The loans, according to the president’s letter to the Speaker of Parliament, Abbas Tajudeen, are meant to fund the 2025 budget deficit and refinance maturing Eurobonds worth $1.118 billion that Nigeria issued in 2018 and which come due on November 21, 2025.
“The plan is to refinance the maturing Eurobonds through issuance of Eurobonds, bridge finance facility, loan syndication, or direct borrowing from international financial institutions,” Tinubu said in the letter.
He explained that Nigeria would raise a total of $2.347 billion – consisting of $1.229 billion in new borrowing and the refinancing of the maturing bond. The Ministry of Finance and the Debt Management Office (DMO) are expected to collaborate to secure the most favourable terms.
Refinancing amid rising debt
Tinubu said the borrowing plan aligns with deficit-funding provisions in the 2025 budget and the need to refinance the Eurobond. The $1.118 billion bond, issued at a 7.625% coupon rate, closed trading at a yield of 5.781% on October 7, according to DMO data. Nigeria also has another $1.5 billion Eurobond maturing in November 2027, issued at 6.5%.
Nigeria’s total public debt stood at $97.24 billion (₦149.39 trillion) as of March 2025, comprising $45.98 billion external and $51.26 billion domestic debt. In March 2023, the total was $108.3 billion, indicating a slight reduction after currency adjustments.
However, analysts warn that continued borrowing could erode confidence in Tinubu’s earlier assertions about fiscal stability.
Critics call move a “contradiction”
Tinubu’s loan request has raised eyebrows among economists who recall his September 2 declaration that Nigeria was no longer borrowing.
“Today I can stand here before you to brag: Nigeria is not borrowing. We have met our revenue target for the year and we met it in August,” Tinubu said then at a meeting with ruling party leaders in Abuja, crediting his administration’s non-oil revenue drive.

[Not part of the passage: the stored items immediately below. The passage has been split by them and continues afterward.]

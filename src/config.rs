//! Configuration management for perplx.
//!
//! Configuration is loaded from `~/.config/perplx/config.toml`.

use crate::llm::gemini;
use crate::spinner::SpinnerStyle;
use crate::theme::ThemeKind;
use anyhow::{Context, Result};
use serde::{Deserialize, Serialize};
use std::path::{Path, PathBuf};
use std::time::Duration;

/// Main configuration structure.
#[derive(Debug, Clone, Default, Serialize, Deserialize)]
pub struct Config {
    /// Backend configuration.
    #[serde(default)]
    pub backend: BackendConfig,
    /// How answers are drawn.
    #[serde(default)]
    pub display: DisplayConfig,
}

/// Backend configuration for LLM providers.
#[derive(Debug, Clone, Serialize, Deserialize)]
#[serde(tag = "type", rename_all = "lowercase")]
pub enum BackendConfig {
    /// Google Gemini API.
    Gemini {
        /// Model name (default: gemini-2.0-flash-lite).
        #[serde(default = "default_gemini_model")]
        model: String,
        /// API key (prefer GOOGLE_API_KEY env var).
        #[serde(default, skip_serializing_if = "Option::is_none")]
        api_key: Option<String>,
        #[serde(default = "default_gemini_base_url")]
        base_url: String,
    },
    /// Ollama local backend.
    Ollama {
        /// Model name (default: llama3.2).
        #[serde(default = "default_ollama_model")]
        model: String,
        /// Ollama host URL (default: http://localhost:11434).
        #[serde(default = "default_ollama_host")]
        host: String,
    },
}

impl Default for BackendConfig {
    fn default() -> Self {
        BackendConfig::Gemini {
            model: default_gemini_model(),
            api_key: None,
            base_url: default_gemini_base_url(),
        }
    }
}

fn default_gemini_model() -> String {
    "gemini-2.0-flash-lite".to_string()
}

fn default_gemini_base_url() -> String {
    gemini::DEFAULT_BASE_URL.to_string()
}

fn default_ollama_model() -> String {
    "llama3.2".to_string()
}

fn default_ollama_host() -> String {
    "http://localhost:11434".to_string()
}

#[derive(Debug, Clone, Serialize, Deserialize)]
pub struct DisplayConfig {
    #[serde(default)]
    pub theme: ThemeKind,
    #[serde(default)]
    pub spinner: SpinnerStyle,
    /// Waiting indicator frame interval in milliseconds.
    #[serde(default = "default_tick_ms")]
    pub tick_ms: u64,
}

impl Default for DisplayConfig {
    fn default() -> Self {
        Self {
            theme: ThemeKind::default(),
            spinner: SpinnerStyle::default(),
            tick_ms: default_tick_ms(),
        }
    }
}

fn default_tick_ms() -> u64 {
    100
}

impl DisplayConfig {
    /// Tick interval, never zero.
    pub fn tick_interval(&self) -> Duration {
        Duration::from_millis(self.tick_ms.max(1))
    }
}

impl Config {
    /// Get the config directory path.
    pub fn config_dir() -> Result<PathBuf> {
        dirs::config_dir()
            .map(|p| p.join("perplx"))
            .context("Could not determine config directory")
    }

    /// Get the config file path.
    pub fn config_path() -> Result<PathBuf> {
        Ok(Self::config_dir()?.join("config.toml"))
    }

    /// Get the log file path.
    pub fn log_path() -> Result<PathBuf> {
        dirs::cache_dir()
            .or_else(dirs::home_dir)
            .map(|p| p.join("perplx").join("perplx.log"))
            .context("Could not determine cache directory")
    }

    /// Load configuration from file, using defaults if not found.
    pub fn load() -> Result<Self> {
        Self::load_from(&Self::config_path()?)
    }

    pub fn load_from(path: &Path) -> Result<Self> {
        if path.exists() {
            let contents = std::fs::read_to_string(path)
                .with_context(|| format!("Failed to read config file: {}", path.display()))?;
            toml::from_str(&contents)
                .with_context(|| format!("Failed to parse config file: {}", path.display()))
        } else {
            Ok(Self::default())
        }
    }

    /// Save configuration to file.
    pub fn save(&self) -> Result<()> {
        self.save_to(&Self::config_path()?)
    }

    pub fn save_to(&self, path: &Path) -> Result<()> {
        if let Some(parent) = path.parent() {
            std::fs::create_dir_all(parent).with_context(|| {
                format!("Failed to create config directory: {}", parent.display())
            })?;
        }
        let contents = toml::to_string_pretty(self)?;
        std::fs::write(path, contents)
            .with_context(|| format!("Failed to write config file: {}", path.display()))?;
        Ok(())
    }

    /// Get the backend type as a string.
    pub fn backend_type(&self) -> &'static str {
        match &self.backend {
            BackendConfig::Gemini { .. } => "gemini",
            BackendConfig::Ollama { .. } => "ollama",
        }
    }

    /// Get the model name.
    pub fn model_name(&self) -> &str {
        match &self.backend {
            BackendConfig::Gemini { model, .. } | BackendConfig::Ollama { model, .. } => model,
        }
    }
}

#[cfg(test)]
mod tests {
    use super::*;

    #[test]
    fn test_default_config() {
        let config = Config::default();
        assert!(matches!(config.backend, BackendConfig::Gemini { .. }));
        assert_eq!(config.model_name(), "gemini-2.0-flash-lite");
        assert_eq!(config.display.theme, ThemeKind::Dark);
        assert_eq!(config.display.tick_interval(), Duration::from_millis(100));
    }

    #[test]
    fn test_config_serialization() {
        let config = Config::default();
        let toml = toml::to_string_pretty(&config).unwrap();
        assert!(toml.contains("gemini"));
        assert!(!toml.contains("api_key"));
    }

    #[test]
    fn test_config_deserialization() {
        let toml = r#"
[backend]
type = "ollama"
model = "qwen2.5:7b"

[display]
theme = "light"
spinner = "bear"
"#;
        let config: Config = toml::from_str(toml).unwrap();
        assert_eq!(config.backend_type(), "ollama");
        assert_eq!(config.model_name(), "qwen2.5:7b");
        assert_eq!(config.display.theme, ThemeKind::Light);
        assert_eq!(config.display.spinner, SpinnerStyle::Bear);
        assert_eq!(config.display.tick_ms, 100);
    }

    #[test]
    fn test_zero_tick_is_clamped() {
        let display = DisplayConfig {
            tick_ms: 0,
            ..DisplayConfig::default()
        };
        assert_eq!(display.tick_interval(), Duration::from_millis(1));
    }

    #[test]
    fn test_load_missing_file_uses_defaults() {
        let dir = tempfile::tempdir().unwrap();
        let config = Config::load_from(&dir.path().join("nope.toml")).unwrap();
        assert_eq!(config.backend_type(), "gemini");
    }

    #[test]
    fn test_save_then_load() {
        let dir = tempfile::tempdir().unwrap();
        let path = dir.path().join("nested").join("config.toml");
        let mut config = Config::default();
        config.display.spinner = SpinnerStyle::Bear;
        config.save_to(&path).unwrap();

        let loaded = Config::load_from(&path).unwrap();
        assert_eq!(loaded.display.spinner, SpinnerStyle::Bear);
    }

    #[test]
    fn test_load_rejects_bad_toml() {
        let dir = tempfile::tempdir().unwrap();
        let path = dir.path().join("config.toml");
        std::fs::write(&path, "[backend\n").unwrap();
        let err = Config::load_from(&path).unwrap_err();
        assert!(err.to_string().contains("Failed to parse config file"));
    }
}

Dr. Eze Anoke Eze, an associate professor of economics at Nnamdi Azikiwe University, called the latest request “a contradiction.”
“If the government had met its revenue target by August, what it means is that we should be expecting a budget surplus by now,” he told Allen Dreyfus in an interview.
He also questioned the government’s planning around debt servicing: “When the government drew up the budget, did it not capture the bond maturity in it? Did officials not know the bonds would mature next month?”
Tinubu also asked for approval to issue $500 million sovereign Sukuk bonds on international markets to fund road projects – an expansion of Nigeria’s existing Sukuk programme, launched in 2017 to finance infrastructure through Islamic-compliant instruments.